::: Data for the task

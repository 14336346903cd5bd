use clickhouse::Row;
use serde::{Deserialize, Serialize};

/// One row of the `holders` table.
#[derive(Debug, Clone, PartialEq, Row, Serialize, Deserialize)]
pub struct HolderRecord {
    pub rank: u64,
    pub address: String,
    pub mito_balance: f64,
    pub wmito_balance: f64,
    pub total_balance: f64,
}

#[derive(Debug, Clone, Copy, Default, PartialEq, Row, Serialize, Deserialize)]
pub struct BalanceSums {
    pub mito: f64,
    pub wmito: f64,
    pub total: f64,
}

#[derive(Debug, Clone, Copy, PartialEq, Serialize)]
pub struct Pagination {
    pub page: u64,
    pub limit: u64,
    pub total: u64,
    pub pages: u64,
}

#[derive(Debug, Clone, Copy, PartialEq, Serialize)]
pub struct RankRange {
    pub from: u64,
    pub to: u64,
    pub count: usize,
}

/// Share of the overall balance held by a prefix of ranks.
///
/// `percentage` is `None` when the overall total balance is zero.
#[derive(Debug, Clone, Copy, PartialEq, Serialize)]
pub struct CohortShare {
    pub balance: f64,
    pub percentage: Option<f64>,
}

#[derive(Debug, Clone, Copy, PartialEq, Serialize)]
pub struct Distribution {
    #[serde(rename = "top100Holders")]
    pub top_100_holders: CohortShare,
    #[serde(rename = "top1percent")]
    pub top_1_percent: CohortShare,
    #[serde(rename = "top10percent")]
    pub top_10_percent: CohortShare,
    #[serde(rename = "top20percent")]
    pub top_20_percent: CohortShare,
}

#[derive(Debug, Clone, Copy, PartialEq, Serialize)]
#[serde(rename_all = "camelCase")]
pub struct HolderStats {
    pub total_holders: u64,
    pub balances: BalanceSums,
    pub distribution: Distribution,
}
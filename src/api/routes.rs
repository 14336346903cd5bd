use axum::{middleware, routing::get, Router};
use tower::ServiceBuilder;
use tower_http::{catch_panic::CatchPanicLayer, trace::TraceLayer};

use super::handlers::{get_holders, get_range, get_stats, get_top, get_wallet, index, not_found};
use super::middleware::{cors, panic_response};
use super::state::AppState;

/// Every route answers other methods with the same 404 envelope as unknown paths.
pub fn create_router(state: AppState) -> Router {
    Router::new()
        .route("/", get(index).fallback(not_found))
        .route("/api/wallet/:address", get(get_wallet).fallback(not_found))
        .route("/api/holders", get(get_holders).fallback(not_found))
        .route("/api/range/:from/:to", get(get_range).fallback(not_found))
        .route("/api/top/:count", get(get_top).fallback(not_found))
        .route("/api/stats", get(get_stats).fallback(not_found))
        .fallback(not_found)
        .with_state(state)
        .layer(
            ServiceBuilder::new()
                .layer(TraceLayer::new_for_http())
                .layer(middleware::from_fn(cors))
                .layer(CatchPanicLayer::custom(panic_response)),
        )
}
use anyhow::Result;
use tokio::net::TcpListener;

use mito_holders::api::{create_router, AppState};
use mito_holders::config::Config;
use mito_holders::db::open_store;

async fn shutdown_signal() {
    let ctrl_c = async {
        if let Err(e) = tokio::signal::ctrl_c().await {
            tracing::error!("Failed to listen for Ctrl-C: {}", e);
        }
    };

    #[cfg(unix)]
    let terminate = async {
        match tokio::signal::unix::signal(tokio::signal::unix::SignalKind::terminate()) {
            Ok(mut signal) => {
                signal.recv().await;
            }
            Err(e) => {
                tracing::error!("Failed to listen for SIGTERM: {}", e);
                std::future::pending::<()>().await;
            }
        }
    };

    #[cfg(not(unix))]
    let terminate = std::future::pending::<()>();

    tokio::select! {
        _ = ctrl_c => {},
        _ = terminate => {},
    }
    tracing::info!("Shutdown signal received, draining requests");
}

#[tokio::main]
async fn main() -> Result<()> {
    tracing_subscriber::fmt::init();

    let config = Config::from_env()?;
    tracing::info!("Starting MITO holders API with {:?} backend", config.backend);

    let store = open_store(&config).await?;
    let holders = store.count().await?;
    tracing::info!("Serving {} holders", holders);

    let app = create_router(AppState::new(store));

    let listener = TcpListener::bind(config.listen_addr).await?;
    tracing::info!("Listening on {}", config.listen_addr);

    axum::serve(listener, app)
        .with_graceful_shutdown(shutdown_signal())
        .await?;

    Ok(())
}
use crate::api::error::ApiError;
use crate::api::validation::{resolve_top_count, validate_range, PageWindow};
use crate::db::store::HolderStore;
use crate::types::models::{HolderRecord, Pagination, RankRange};

pub async fn wallet(store: &dyn HolderStore, address: &str) -> Result<HolderRecord, ApiError> {
    tracing::debug!("Looking up wallet {}", address);
    store
        .get_by_address(address)
        .await?
        .ok_or_else(|| ApiError::NotFound("Wallet not found".to_string()))
}

pub async fn holders_page(
    store: &dyn HolderStore,
    page: Option<&str>,
    limit: Option<&str>,
) -> Result<(Vec<HolderRecord>, Pagination), ApiError> {
    let window = PageWindow::resolve(page, limit);
    let holders = store.get_page(window.limit, window.offset()).await?;
    let total = store.count().await?;

    Ok((
        holders,
        Pagination {
            page: window.page,
            limit: window.limit,
            total,
            pages: window.pages(total),
        },
    ))
}

pub async fn rank_range(
    store: &dyn HolderStore,
    from: &str,
    to: &str,
) -> Result<(Vec<HolderRecord>, RankRange), ApiError> {
    let (from, to) = validate_range(from, to)?;
    let holders = store.get_range(from, to).await?;
    let range = RankRange {
        from,
        to,
        count: holders.len(),
    };
    Ok((holders, range))
}

pub async fn top_holders(
    store: &dyn HolderStore,
    count: &str,
) -> Result<Vec<HolderRecord>, ApiError> {
    let count = resolve_top_count(count)?;
    Ok(store.get_top_n(count).await?)
}

#[cfg(test)]
mod tests {
    use super::*;
    use crate::db::memory::MemoryStore;

    fn store() -> MemoryStore {
        let rows = [("0xA", 300.0), ("0xB", 200.0), ("0xC", 100.0)]
            .iter()
            .enumerate()
            .map(|(i, (address, total))| HolderRecord {
                rank: i as u64 + 1,
                address: address.to_string(),
                mito_balance: *total,
                wmito_balance: 0.0,
                total_balance: *total,
            })
            .collect();
        MemoryStore::new(rows).unwrap()
    }

    #[tokio::test]
    async fn wallet_lookup_is_exact_match() {
        let store = store();
        assert_eq!(wallet(&store, "0xB").await.unwrap().rank, 2);
        assert!(matches!(
            wallet(&store, "0xb").await,
            Err(ApiError::NotFound(msg)) if msg == "Wallet not found"
        ));
    }

    #[tokio::test]
    async fn page_metadata_reports_totals() {
        let store = store();
        let (rows, pagination) = holders_page(&store, Some("2"), Some("2")).await.unwrap();
        assert_eq!(rows.len(), 1);
        assert_eq!(rows[0].address, "0xC");
        assert_eq!(
            pagination,
            Pagination {
                page: 2,
                limit: 2,
                total: 3,
                pages: 2
            }
        );

        let (rows, pagination) = holders_page(&store, Some("9"), None).await.unwrap();
        assert!(rows.is_empty());
        assert_eq!(pagination.pages, 1);
    }

    #[tokio::test]
    async fn range_counts_actual_rows() {
        let store = store();
        let (rows, range) = rank_range(&store, "2", "10").await.unwrap();
        assert_eq!(rows.len(), 2);
        assert_eq!(
            range,
            RankRange {
                from: 2,
                to: 10,
                count: 2
            }
        );
        assert!(rank_range(&store, "5", "1").await.is_err());
    }

    #[tokio::test]
    async fn top_holders_default_and_reject() {
        let store = store();
        assert_eq!(top_holders(&store, "2").await.unwrap().len(), 2);
        assert_eq!(top_holders(&store, "many").await.unwrap().len(), 3);
        assert!(matches!(
            top_holders(&store, "-1").await,
            Err(ApiError::Validation(_))
        ));
    }
}
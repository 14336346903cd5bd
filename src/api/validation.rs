//! Request parameter parsing and bounds checks.
//!
//! Numeric parameters are read leniently: leading whitespace, an optional
//! sign, then the leading run of digits. Anything after the digits is ignored,
//! so `"12abc"` reads as 12 and `"2.5"` as 2. A `0x` prefix switches to
//! hexadecimal, so `"0x10"` reads as 16.

use super::error::ApiError;

pub const DEFAULT_PAGE: u64 = 1;
pub const DEFAULT_PAGE_LIMIT: u64 = 50;
pub const MAX_PAGE_LIMIT: u64 = 1000;
pub const MAX_RANGE_SPAN: u64 = 10_000;
pub const DEFAULT_TOP_COUNT: u64 = 50;
pub const MAX_TOP_COUNT: u64 = 1000;

/// Parses the leading integer of `input`, saturating at the `i64` bounds.
/// Returns `None` when no digit follows the optional sign and radix prefix.
pub fn parse_int_prefix(input: &str) -> Option<i64> {
    let s = input.trim_start();
    let (negative, rest) = match s.as_bytes().first() {
        Some(b'-') => (true, &s[1..]),
        Some(b'+') => (false, &s[1..]),
        _ => (false, s),
    };
    let (radix, digits) = match rest.get(..2) {
        Some("0x" | "0X") => (16, &rest[2..]),
        _ => (10, rest),
    };

    let mut value: i64 = 0;
    let mut seen_digit = false;
    for c in digits.chars() {
        let Some(digit) = c.to_digit(radix) else {
            break;
        };
        seen_digit = true;
        let digit = i64::from(digit);
        value = if negative {
            value.saturating_mul(i64::from(radix)).saturating_sub(digit)
        } else {
            value.saturating_mul(i64::from(radix)).saturating_add(digit)
        };
    }

    seen_digit.then_some(value)
}

fn positive(value: Option<&str>) -> Option<u64> {
    value
        .and_then(parse_int_prefix)
        .filter(|&v| v > 0)
        .map(|v| v as u64)
}

/// A resolved page request: never invalid, bad input falls back to defaults.
#[derive(Debug, Clone, Copy, PartialEq, Eq)]
pub struct PageWindow {
    pub page: u64,
    pub limit: u64,
}

impl PageWindow {
    pub fn resolve(page: Option<&str>, limit: Option<&str>) -> Self {
        let page = positive(page).unwrap_or(DEFAULT_PAGE);
        let limit = positive(limit)
            .unwrap_or(DEFAULT_PAGE_LIMIT)
            .min(MAX_PAGE_LIMIT);
        Self { page, limit }
    }

    pub fn offset(&self) -> u64 {
        (self.page - 1).saturating_mul(self.limit)
    }

    pub fn pages(&self, total: u64) -> u64 {
        total.div_ceil(self.limit)
    }
}

/// Validates an inclusive rank range.
pub fn validate_range(from: &str, to: &str) -> Result<(u64, u64), ApiError> {
    let (from, to) = match (parse_int_prefix(from), parse_int_prefix(to)) {
        (Some(from), Some(to)) if from >= 1 && to >= from => (from as u64, to as u64),
        _ => {
            return Err(ApiError::Validation(
                "Invalid rank range. 'from' and 'to' must be positive integers with from <= to"
                    .to_string(),
            ))
        }
    };

    if to - from > MAX_RANGE_SPAN {
        return Err(ApiError::Validation(
            "Rank range too large. Maximum range size is 10,000 positions".to_string(),
        ));
    }

    Ok((from, to))
}

/// Resolves the top-N count.
///
/// The default is applied before the sign check: a non-numeric or zero count
/// becomes 50, while a negative count is rejected.
pub fn resolve_top_count(count: &str) -> Result<u64, ApiError> {
    let count = match parse_int_prefix(count) {
        Some(0) | None => DEFAULT_TOP_COUNT as i64,
        Some(count) => count.min(MAX_TOP_COUNT as i64),
    };

    if count < 1 {
        return Err(ApiError::Validation(
            "Invalid count. Must be a positive integer".to_string(),
        ));
    }
    Ok(count as u64)
}
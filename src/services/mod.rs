pub mod loader;
pub mod query;
pub mod ranking;
pub mod stats;
//! Deferred guard implementation.
//!
//! This module provides `DeferredGuard`, a guard implementation that defers
//! all destruction until the guard itself (and so its collection) is dropped.

use std::collections::HashSet;
use std::sync::Mutex;

use super::Guard;

/// A guard that defers all destruction until the guard is dropped.
///
/// Removed nodes stay allocated, so any thread still holding a pointer into
/// the list can keep traversing through them. Memory accumulates until the
/// owning collection is dropped, which makes this guard a good fit for
/// scoped structures and tests, and a poor fit for long-running churn.
///
/// # Thread Safety
///
/// `DeferredGuard` uses a `Mutex` internally to collect pointers from
/// multiple threads. The pointers are released when the guard is dropped.
///
pub struct DeferredGuard {
    deferred: Mutex<Vec<DeferredNode>>,
    #[cfg(debug_assertions)]
    seen: Mutex<HashSet<usize>>,
}

struct DeferredNode {
    ptr: *mut (),
    dealloc: unsafe fn(*mut ()),
}

// Safety: DeferredNode only carries the pointer and its deallocation function,
// access is synchronized via the Mutex.
unsafe impl Send for DeferredNode {}

impl DeferredGuard {
    /// Create a new deferred guard.
    pub fn new() -> Self {
        DeferredGuard {
            deferred: Mutex::new(Vec::new()),
            #[cfg(debug_assertions)]
            seen: Mutex::new(HashSet::new()),
        }
    }

    /// Number of pointers waiting for release.
    pub fn pending(&self) -> usize {
        self.deferred.lock().map(|nodes| nodes.len()).unwrap_or(0)
    }
}

impl Default for DeferredGuard {
    fn default() -> Self {
        Self::new()
    }
}

impl Drop for DeferredGuard {
    fn drop(&mut self) {
        let nodes = match self.deferred.get_mut() {
            Ok(nodes) => nodes,
            Err(poisoned) => poisoned.into_inner(),
        };

        // Duplicates would mean a double free below.
        let mut seen: HashSet<usize> = HashSet::with_capacity(nodes.len());
        let dup_count = nodes
            .iter()
            .filter(|node| !seen.insert(node.ptr as usize))
            .count();
        if dup_count > 0 {
            tracing::error!(
                duplicates = dup_count,
                total = nodes.len(),
                "duplicate pointers in deferred list"
            );
            panic!("Found {} duplicate pointer(s) in deferred list", dup_count);
        }

        for node in nodes.drain(..) {
            unsafe {
                (node.dealloc)(node.ptr);
            }
        }
    }
}

impl Guard for DeferredGuard {
    /// Protection is provided by the collection's stored guard.
    type ReadGuard = ();

    fn pin() -> Self::ReadGuard {}

    unsafe fn defer_destroy<N>(&self, ptr: *mut N, dealloc: unsafe fn(*mut N)) {
        #[cfg(debug_assertions)]
        {
            let addr = ptr as usize;
            let mut seen = self.seen.lock().unwrap_or_else(|e| e.into_inner());
            if !seen.insert(addr) {
                panic!("DUPLICATE defer_destroy at {:#x}", addr);
            }
        }

        let node = DeferredNode {
            ptr: ptr as *mut (),
            dealloc: unsafe {
                std::mem::transmute::<unsafe fn(*mut N), unsafe fn(*mut ())>(dealloc)
            },
        };
        self.deferred
            .lock()
            .unwrap_or_else(|e| e.into_inner())
            .push(node);
    }
}

#[cfg(test)]
mod tests {
    use super::*;
    use std::sync::Arc;
    use std::sync::atomic::{AtomicUsize, Ordering};

    struct DropCounter(Arc<AtomicUsize>);

    impl Drop for DropCounter {
        fn drop(&mut self) {
            self.0.fetch_add(1, Ordering::SeqCst);
        }
    }

    #[test]
    fn test_deferred_guard_basic() {
        let guard = DeferredGuard::default();

        let ptr = Box::into_raw(Box::new(42i32));
        unsafe {
            guard.defer_destroy(ptr, |p| {
                drop(Box::from_raw(p));
            });
        }
        assert_eq!(guard.pending(), 1);
    }

    #[test]
    fn test_release_happens_on_drop() {
        let drops = Arc::new(AtomicUsize::new(0));
        let guard = DeferredGuard::default();

        for _ in 0..10 {
            let ptr = Box::into_raw(Box::new(DropCounter(Arc::clone(&drops))));
            unsafe {
                guard.defer_destroy(ptr, |p| drop(Box::from_raw(p)));
            }
        }

        assert_eq!(drops.load(Ordering::SeqCst), 0);
        drop(guard);
        assert_eq!(drops.load(Ordering::SeqCst), 10);
    }

    #[test]
    #[cfg(debug_assertions)]
    #[should_panic(expected = "DUPLICATE defer_destroy")]
    fn test_double_defer_is_caught() {
        // Leaked on purpose: the guard panics before it could free it twice.
        let guard = std::mem::ManuallyDrop::new(DeferredGuard::default());
        let ptr = Box::into_raw(Box::new(1u8));
        unsafe {
            guard.defer_destroy(ptr, |p| drop(Box::from_raw(p)));
            guard.defer_destroy(ptr, |p| drop(Box::from_raw(p)));
        }
    }
}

::::::

Task objective
Copy every line of the data that holds the string "leading".

Answer to this task
//! Numeric parameters are read leniently: leading whitespace, an optional
//! sign, then the leading run of digits. Anything after the digits is ignored,
/// Parses the leading integer of `input`, saturating at the `i64` bounds.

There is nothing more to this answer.